Shanah Tovah: Remove Distraction & Reconnect
Updated: Feb 14
I am writing this post with a full heart. As you can see, I gave birth to a precious, beautiful girl this summer. Her name is Rachel Nechama (Nechama means comfort in Hebrew). We are humbled and blown away by this tremendous gift from G-d.
Our Sages say that all beginnings are hard and new motherhood has not been an exception to this rule! Please be patient while I get the hang of being a new mommy. I hope to write more often as time goes on!
A quick idea for the upcoming holiday. Rosh Hashanah (“The Head of the Year”) begins the holiday season that lasts through Sukkot. The last day of this holiday season is actually an independent holiday, Shemini Atzeret (“The Eighth Assembly”). In Israel, Shemini Atzeret and Simchas Torah (“Rejoicing of the Torah”) are celebrated on one day, whereas outside of Israel, each holiday has its own day.
What is this holiday, Shemini Atzeret? It is a day that G-d asks us to stay with Him just one more day because it is hard for Him to part with us! Shemini Atzeret culminates the High Holiday period because that is what this time is ultimately about: coming close to Hashem.
However, we can’t come close to Hashem, or anyone for that matter, if we don’t have a good relationship with ourselves first and foremost.

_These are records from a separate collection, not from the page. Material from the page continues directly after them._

//! Contiguous byte regions with a single release obligation.
//!
//! A [`RawBuffer`] is the physical backing store of exactly one typed
//! array. Whether the bytes came from the global allocator or from a
//! foreign runtime's array object, the buffer carries one [`Release`]
//! capability and invokes it exactly once, on drop. The rest of the crate
//! never needs to know which kind of buffer it holds.

use std::fmt;
use std::ptr::NonNull;

use plexmesh_core::BufferError;

use crate::raw::{self, Allocation};

/// The capability to give a buffer's memory back to whoever provided it.
///
/// For owned buffers this frees the allocation; for borrowed buffers it
/// drops (and thereby decrements) the foreign handle.
pub struct Release(Box<dyn FnOnce() + Send>);

impl Release {
    /// Wrap a callback.
    pub fn new(f: impl FnOnce() + Send + 'static) -> Self {
        Self(Box::new(f))
    }

    fn invoke(self) {
        (self.0)()
    }
}

impl fmt::Debug for Release {
    fn fmt(&self, f: &mut fmt::Formatter<'_>) -> fmt::Result {
        f.write_str("Release(..)")
    }
}

/// An owned or borrowed contiguous byte region.
///
/// The length is fixed at construction. `RawBuffer` is not `Clone`: use
/// [`RawBuffer::try_clone`] for an explicit deep copy into a fresh owning
/// buffer.
pub struct RawBuffer {
    ptr: NonNull<u8>,
    len: usize,
    owned: bool,
    release: Option<Release>,
}

// SAFETY: the buffer exclusively owns its region (or, for foreign memory,
// the caller of `wrap` promised exclusive access), and the release
// capability is `Send`.
#[allow(unsafe_code)]
unsafe impl Send for RawBuffer {}

// SAFETY: shared references only permit reads of the region.
#[allow(unsafe_code)]
unsafe impl Sync for RawBuffer {}

impl RawBuffer {
    /// Alignment of every owned allocation, in bytes.
    pub const ALIGN: usize = raw::ALIGN;

    /// Allocate an owning buffer of `len` bytes.
    ///
    /// The content is zeroed, which is a valid bit pattern for every
    /// supported element type. Fails with
    /// [`BufferError::AllocationFailed`] if the allocator cannot satisfy the
    /// request; allocation is all-or-nothing.
    pub fn allocate(len: usize) -> Result<Self, BufferError> {
        let allocation = Allocation::zeroed(len)?;
        let ptr = allocation.ptr();
        tracing::trace!(bytes = len, "allocated raw buffer");
        Ok(Self {
            ptr,
            len,
            owned: true,
            release: Some(Release::new(move || allocation.free())),
        })
    }

    /// Borrow `len` bytes of foreign memory at `ptr`.
    ///
    /// `release` runs exactly once, when the returned buffer is dropped,
    /// instead of freeing memory.
    ///
    /// # Safety
    ///
    /// Until `release` has run, `ptr` must be valid for reads and writes of
    /// `len` initialised bytes, and no other code may access the region.
    #[allow(unsafe_code)]
    pub unsafe fn wrap(len: usize, ptr: NonNull<u8>, release: impl FnOnce() + Send + 'static) -> Self {
        tracing::trace!(bytes = len, "wrapped foreign buffer");
        Self {
            ptr,
            len,
            owned: false,
            release: Some(Release::new(release)),
        }
    }

    /// Byte length.
    pub fn len(&self) -> usize {
        self.len
    }

    /// Whether the buffer holds zero bytes.
    pub fn is_empty(&self) -> bool {
        self.len == 0
    }

    /// Whether the memory came from this crate's allocator.
    pub fn is_owned(&self) -> bool {
        self.owned
    }

    /// Pointer to the first byte.
    pub fn as_ptr(&self) -> *const u8 {
        self.ptr.as_ptr()
    }

    pub(crate) fn non_null(&self) -> NonNull<u8> {
        self.ptr
    }

    /// The region as bytes.
    #[allow(unsafe_code)]
    pub fn as_bytes(&self) -> &[u8] {
        // SAFETY: the region is valid for `len` bytes for as long as `self`
        // lives (owned allocation, or the `wrap` contract).
        unsafe { raw::bytes(self.ptr, self.len) }
    }

    /// The region as mutable bytes.
    #[allow(unsafe_code)]
    pub fn as_bytes_mut(&mut self) -> &mut [u8] {
        // SAFETY: as `as_bytes`; `&mut self` guarantees exclusivity.
        unsafe { raw::bytes_mut(self.ptr, self.len) }
    }

    /// Deep copy into a fresh owning buffer.
    pub fn try_clone(&self) -> Result<Self, BufferError> {
        let mut copy = Self::allocate(self.len)?;
        copy.as_bytes_mut().copy_from_slice(self.as_bytes());
        Ok(copy)
    }
}

impl Drop for RawBuffer {
    fn drop(&mut self) {
        if let Some(release) = self.release.take() {
            tracing::trace!(bytes = self.len, owned = self.owned, "releasing raw buffer");
            release.invoke();
        }
    }
}

impl fmt::Debug for RawBuffer {
    fn fmt(&self, f: &mut fmt::Formatter<'_>) -> fmt::Result {
        f.debug_struct("RawBuffer")
            .field("len", &self.len)
            .field("owned", &self.owned)
            .finish()
    }
}

#[cfg(test)]
mod tests {
    use super::*;
    use std::sync::atomic::{AtomicUsize, Ordering};
    use std::sync::Arc;

    #[test]
    fn allocate_is_zeroed_and_owned() {
        let buf = RawBuffer::allocate(32).unwrap();
        assert_eq!(buf.len(), 32);
        assert!(buf.is_owned());
        assert!(buf.as_bytes().iter().all(|&b| b == 0));
        assert_eq!(buf.as_ptr() as usize % RawBuffer::ALIGN, 0);
    }

    #[test]
    fn zero_length_buffer() {
        let buf = RawBuffer::allocate(0).unwrap();
        assert!(buf.is_empty());
        assert!(buf.as_bytes().is_empty());
    }

    #[test]
    fn writes_are_visible() {
        let mut buf = RawBuffer::allocate(4).unwrap();
        buf.as_bytes_mut().copy_from_slice(&[1, 2, 3, 4]);
        assert_eq!(buf.as_bytes(), &[1, 2, 3, 4]);
    }

    #[test]
    fn wrapped_release_runs_exactly_once() {
        let released = Arc::new(AtomicUsize::new(0));
        let mut storage = vec![7u8; 16];
        let ptr = NonNull::new(storage.as_mut_ptr()).unwrap();
        let counter = Arc::clone(&released);
        #[allow(unsafe_code)]
        // SAFETY: `storage` outlives the buffer and is not touched meanwhile.
        let buf = unsafe {
            RawBuffer::wrap(16, ptr, move || {
                counter.fetch_add(1, Ordering::SeqCst);
            })
        };
        assert!(!buf.is_owned());
        assert_eq!(buf.as_bytes()[0], 7);
        assert_eq!(released.load(Ordering::SeqCst), 0);
        drop(buf);
        assert_eq!(released.load(Ordering::SeqCst), 1);
        drop(storage);
    }

    #[test]
    fn try_clone_is_owned_and_independent() {
        let mut storage = vec![9u8; 8];
        let ptr = NonNull::new(storage.as_mut_ptr()).unwrap();
        #[allow(unsafe_code)]
        // SAFETY: `storage` outlives the buffer.
        let foreign = unsafe { RawBuffer::wrap(8, ptr, || {}) };
        let mut copy = foreign.try_clone().unwrap();
        assert!(copy.is_owned());
        copy.as_bytes_mut()[0] = 1;
        assert_eq!(foreign.as_bytes()[0], 9);
        drop(foreign);
        drop(storage);
    }

    #[test]
    fn oversized_allocation_fails() {
        let err = RawBuffer::allocate(usize::MAX).unwrap_err();
        assert!(matches!(err, BufferError::AllocationFailed { .. }));
    }
}
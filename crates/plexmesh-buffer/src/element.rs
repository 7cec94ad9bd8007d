//! The sealed set of element types a [`TypedArray`] may hold.
//!
//! [`Element`] ties each Rust scalar type to its [`DataType`] tag and to
//! the matching [`ArrayPlex`] variant. It is the static half of the dtype
//! dispatch table; the dynamic half is the exhaustive `match` in
//! [`crate::plex`].

use std::fmt;

use plexmesh_core::{DataType, FillValue};

use crate::array::TypedArray;
use crate::plex::ArrayPlex;

mod sealed {
    pub trait Sealed {}
}

/// A scalar type storable in a [`TypedArray`].
///
/// Implemented for `bool`, the eight fixed-width integers, `f32`, and `f64`,
/// and sealed against further implementations. The `bytemuck` bounds let
/// foreign bytes be validated (`CheckedBitPattern`) and typed data be viewed
/// as bytes (`NoUninit`) without unsafe code at the call sites.
pub trait Element:
    Copy
    + Default
    + PartialEq
    + fmt::Debug
    + Send
    + Sync
    + bytemuck::NoUninit
    + bytemuck::CheckedBitPattern
    + sealed::Sealed
    + 'static
{
    /// Runtime tag of this element type.
    const DATA_TYPE: DataType;

    /// Convert a fill value of the matching kind, narrowing as `as` does.
    ///
    /// Returns `None` if the value's kind does not match this type's family.
    fn from_fill(value: FillValue) -> Option<Self>;

    /// Move a typed array into the matching plex variant.
    fn into_plex(array: TypedArray<Self>) -> ArrayPlex;

    /// Borrow the typed array if `plex` holds this element type.
    fn from_plex(plex: &ArrayPlex) -> Option<&TypedArray<Self>>;

    /// Mutably borrow the typed array if `plex` holds this element type.
    fn from_plex_mut(plex: &mut ArrayPlex) -> Option<&mut TypedArray<Self>>;

    /// Take the typed array out of `plex`, or hand `plex` back unchanged.
    fn unwrap_plex(plex: ArrayPlex) -> Result<TypedArray<Self>, ArrayPlex>;
}

macro_rules! impl_element {
    ($ty:ty, $variant:ident, |$v:ident| $convert:expr) => {
        impl sealed::Sealed for $ty {}

        impl Element for $ty {
            const DATA_TYPE: DataType = DataType::$variant;

            #[inline]
            fn from_fill(value: FillValue) -> Option<Self> {
                let $v = value;
                $convert
            }

            fn into_plex(array: TypedArray<Self>) -> ArrayPlex {
                ArrayPlex::$variant(array)
            }

            fn from_plex(plex: &ArrayPlex) -> Option<&TypedArray<Self>> {
                match plex {
                    ArrayPlex::$variant(array) => Some(array),
                    _ => None,
                }
            }

            fn from_plex_mut(plex: &mut ArrayPlex) -> Option<&mut TypedArray<Self>> {
                match plex {
                    ArrayPlex::$variant(array) => Some(array),
                    _ => None,
                }
            }

            fn unwrap_plex(plex: ArrayPlex) -> Result<TypedArray<Self>, ArrayPlex> {
                match plex {
                    ArrayPlex::$variant(array) => Ok(array),
                    other => Err(other),
                }
            }
        }
    };
}

macro_rules! impl_int_element {
    ($($ty:ty => $variant:ident),* $(,)?) => {
        $(
            impl_element!($ty, $variant, |v| match v {
                FillValue::Int(i) => Some(i as $ty),
                _ => None,
            });
        )*
    };
}

impl_element!(bool, Bool, |v| match v {
    FillValue::Bool(b) => Some(b),
    _ => None,
});

impl_int_element!(
    i8 => Int8,
    i16 => Int16,
    i32 => Int32,
    i64 => Int64,
    u8 => Uint8,
    u16 => Uint16,
    u32 => Uint32,
    u64 => Uint64,
);

impl_element!(f32, Float32, |v| match v {
    FillValue::Float(x) => Some(x as f32),
    _ => None,
});

impl_element!(f64, Float64, |v| match v {
    FillValue::Float(x) => Some(x),
    _ => None,
});
impl StaticMesh {
    /// Allocate a mesh with the given dimensionality and interior counts.
    ///
    /// Geometry and meta tables start zeroed; connectivity tables start
    /// filled with [`INVALID_INDEX`].
    pub fn new(
        ndim: usize,
        nnode: usize,
        nface: usize,
        ncell: usize,
        nbound: usize,
    ) -> Result<Self, MeshError> {
        Self::from_config(MeshConfig::new(ndim, nnode, nface, ncell, nbound))
    }

    /// Allocate a mesh from a validated config.
    pub fn from_config(config: MeshConfig) -> Result<Self, MeshError> {
        config.validate()?;
        let MeshConfig {
            ndim,
            nnode,
            nface,
            ncell,
            nbound,
            use_incenter,
        } = config;

        let mesh = Self {
            ndim,
            nnode,
            nface,
            ncell,
            nbound,
            ngstnode: 0,
            ngstface: 0,
            ngstcell: 0,
            use_incenter,

            ndcrd: TypedArray::new(&[nnode, ndim])?,
            fccnd: TypedArray::new(&[nface, ndim])?,
            fcnml: TypedArray::new(&[nface, ndim])?,
            fcara: TypedArray::new(&[nface])?,
            clcnd: TypedArray::new(&[ncell, ndim])?,
            clvol: TypedArray::new(&[ncell])?,

            fctpn: TypedArray::new(&[nface])?,
            cltpn: TypedArray::new(&[ncell])?,
            clgrp: TypedArray::new(&[ncell])?,

            fcnds: TypedArray::filled(&[nface, FCNND_MAX], INVALID_INDEX)?,
            fccls: TypedArray::filled(&[nface, FCNCL_MAX], INVALID_INDEX)?,
            clnds: TypedArray::filled(&[ncell, CLNND_MAX], INVALID_INDEX)?,
            clfcs: TypedArray::filled(&[ncell, CLNFC_MAX], INVALID_INDEX)?,
        };
        tracing::debug!(ndim, nnode, nface, ncell, nbound, "allocated static mesh");
        Ok(mesh)
    }

    /// Spatial dimensionality, 2 or 3.
    pub fn ndim(&self) -> usize {
        self.ndim
    }

    /// Number of interior nodes.
    pub fn nnode(&self) -> usize {
        self.nnode
    }

    /// Number of interior faces.
    pub fn nface(&self) -> usize {
        self.nface
    }

    /// Number of interior cells.
    pub fn ncell(&self) -> usize {
        self.ncell
    }

    /// Number of boundary faces.
    pub fn nbound(&self) -> usize {
        self.nbound
    }

    /// Number of ghost nodes. Always zero.
    pub fn ngstnode(&self) -> usize {
        self.ngstnode
    }

    /// Number of ghost faces. Always zero.
    pub fn ngstface(&self) -> usize {
        self.ngstface
    }

    /// Number of ghost cells. Always zero.
    pub fn ngstcell(&self) -> usize {
        self.ngstcell
    }

    /// Whether cell centers are incenters rather than centroids.
    pub fn use_incenter(&self) -> bool {
        self.use_incenter
    }

    /// Set the incenter flag.
    pub fn set_use_incenter(&mut self, use_incenter: bool) {
        self.use_incenter = use_incenter;
    }

    table_accessors! {
        ndcrd, ndcrd_mut: f64;
        fccnd, fccnd_mut: f64;
        fcnml, fcnml_mut: f64;
        fcara, fcara_mut: f64;
        clcnd, clcnd_mut: f64;
        clvol, clvol_mut: f64;
        fctpn, fctpn_mut: i32;
        cltpn, cltpn_mut: i32;
        clgrp, clgrp_mut: i32;
        fcnds, fcnds_mut: i32;
        fccls, fccls_mut: i32;
        clnds, clnds_mut: i32;
        clfcs, clfcs_mut: i32;
    }

    /// Shared access to a table by name.
    pub fn table(&self, which: MeshArray) -> TableRef<'_> {
        match which {
            MeshArray::Ndcrd => TableRef::Real(&self.ndcrd),
            MeshArray::Fccnd => TableRef::Real(&self.fccnd),
            MeshArray::Fcnml => TableRef::Real(&self.fcnml),
            MeshArray::Fcara => TableRef::Real(&self.fcara),
            MeshArray::Clcnd => TableRef::Real(&self.clcnd),
            MeshArray::Clvol => TableRef::Real(&self.clvol),
            MeshArray::Fctpn => TableRef::Int(&self.fctpn),
            MeshArray::Cltpn => TableRef::Int(&self.cltpn),
            MeshArray::Clgrp => TableRef::Int(&self.clgrp),
            MeshArray::Fcnds => TableRef::Int(&self.fcnds),
            MeshArray::Fccls => TableRef::Int(&self.fccls),
            MeshArray::Clnds => TableRef::Int(&self.clnds),
            MeshArray::Clfcs => TableRef::Int(&self.clfcs),
        }
    }

    /// Exclusive access to a table by name.
    pub fn table_mut(&mut self, which: MeshArray) -> TableMut<'_> {
        match which {
            MeshArray::Ndcrd => TableMut::Real(&mut self.ndcrd),
            MeshArray::Fccnd => TableMut::Real(&mut self.fccnd),
            MeshArray::Fcnml => TableMut::Real(&mut self.fcnml),
            MeshArray::Fcara => TableMut::Real(&mut self.fcara),
            MeshArray::Clcnd => TableMut::Real(&mut self.clcnd),
            MeshArray::Clvol => TableMut::Real(&mut self.clvol),
            MeshArray::Fctpn => TableMut::Int(&mut self.fctpn),
            MeshArray::Cltpn => TableMut::Int(&mut self.cltpn),
            MeshArray::Clgrp => TableMut::Int(&mut self.clgrp),
            MeshArray::Fcnds => TableMut::Int(&mut self.fcnds),
            MeshArray::Fccls => TableMut::Int(&mut self.fccls),
            MeshArray::Clnds => TableMut::Int(&mut self.clnds),
            MeshArray::Clfcs => TableMut::Int(&mut self.clfcs),
        }
    }

    /// Shared access to a table by its string name.
    pub fn table_by_name(&self, name: &str) -> Result<TableRef<'_>, MeshError> {
        MeshArray::from_name(name)
            .map(|which| self.table(which))
            .ok_or_else(|| MeshError::UnknownTable { name: name.into() })
    }

    /// Exclusive access to a table by its string name.
    pub fn table_by_name_mut(&mut self, name: &str) -> Result<TableMut<'_>, MeshError> {
        match MeshArray::from_name(name) {
            Some(which) => Ok(self.table_mut(which)),
            None => Err(MeshError::UnknownTable { name: name.into() }),
        }
    }

    /// Shape of cell `icl`, from `cltpn`.
    pub fn cell_type(&self, icl: usize) -> Result<CellType, MeshError> {
        let id = tag(&self.cltpn, "cell", icl)?;
        Ok(CellType::by_id(id))
    }

    /// Shape of face `ifc`, from `fctpn`.
    pub fn face_type(&self, ifc: usize) -> Result<CellType, MeshError> {
        let id = tag(&self.fctpn, "face", ifc)?;
        Ok(CellType::by_id(id))
    }

    /// Node indices of cell `icl`, trimmed to its shape's node count.
    pub fn cell_nodes(&self, icl: usize) -> Result<&[i32], MeshError> {
        let shape = self.cell_type(icl)?;
        trimmed(&self.clnds, "cltpn", icl, shape, shape.nnode(), self.ndim)
    }

    /// Face indices of cell `icl`, trimmed to its shape's face count.
    pub fn cell_faces(&self, icl: usize) -> Result<&[i32], MeshError> {
        let shape = self.cell_type(icl)?;
        trimmed(&self.clfcs, "cltpn", icl, shape, shape.nface(), self.ndim)
    }

    /// Node indices of face `ifc`, trimmed to its shape's node count.
    pub fn face_nodes(&self, ifc: usize) -> Result<&[i32], MeshError> {
        let shape = self.face_type(ifc)?;
        trimmed(&self.fcnds, "fctpn", ifc, shape, shape.nnode(), self.ndim)
    }

    /// Cells adjacent to face `ifc`, without sentinel slots.
    ///
    /// Boundary faces yield one cell; interior faces yield two.
    pub fn face_cells(&self, ifc: usize) -> Result<SmallVec<[i32; FCNCL_MAX]>, MeshError> {
        if ifc >= self.nface {
            return Err(MeshError::IndexOutOfRange {
                what: "face",
                index: ifc,
                len: self.nface,
            });
        }
        let row = self.fccls.row(ifc)?;
        Ok(row.iter().copied().filter(|&c| c != INVALID_INDEX).collect())
    }

    /// Check that every `fctpn` and `cltpn` entry is a catalog id legal for
    /// this mesh's dimensionality.
    ///
    /// Cell tags may be any shape up to the mesh dimension. Face tags must
    /// be strictly lower-dimensional. Nothing else in the mesh performs this
    /// check; it is opt-in.
    pub fn validate_type_tags(&self) -> Result<(), MeshError> {
        let ndim = self.ndim;
        let checks: [(&'static str, &TypedArray<i32>, fn(&CellType, usize) -> bool); 2] = [
            ("fctpn", &self.fctpn, CellType::is_legal_face_in),
            ("cltpn", &self.cltpn, CellType::is_legal_in),
        ];
        for (table, tags, is_legal) in checks {
            for (index, &id) in tags.as_slice().iter().enumerate() {
                let legal = CellType::try_from_id(id).is_some_and(|t| is_legal(&t, ndim));
                if !legal {
                    return Err(MeshError::IllegalCellType {
                        table,
                        index,
                        id,
                        ndim: self.ndim,
                    });
                }
            }
        }
        Ok(())
    }
}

We live in a world of distraction and it is hard to take the time to connect with ourselves in a real way, but it is a necessary step if we are to have meaningful relationships with others and G-d. There is nothing new we need to do to, we just need to remove some of the distractions around us. A little less time watching TV, looking at social media, shopping online… small steps to give ourselves the time and space to reflect and connect.
I bless us all that we use this upcoming holiday season to carve out time for ourselves and our relationship with G-d. We should be blessed with a year of good health, happiness, success, peace, and growth. Shanah Tovah U’Metukah! (A Good & Sweet Year!)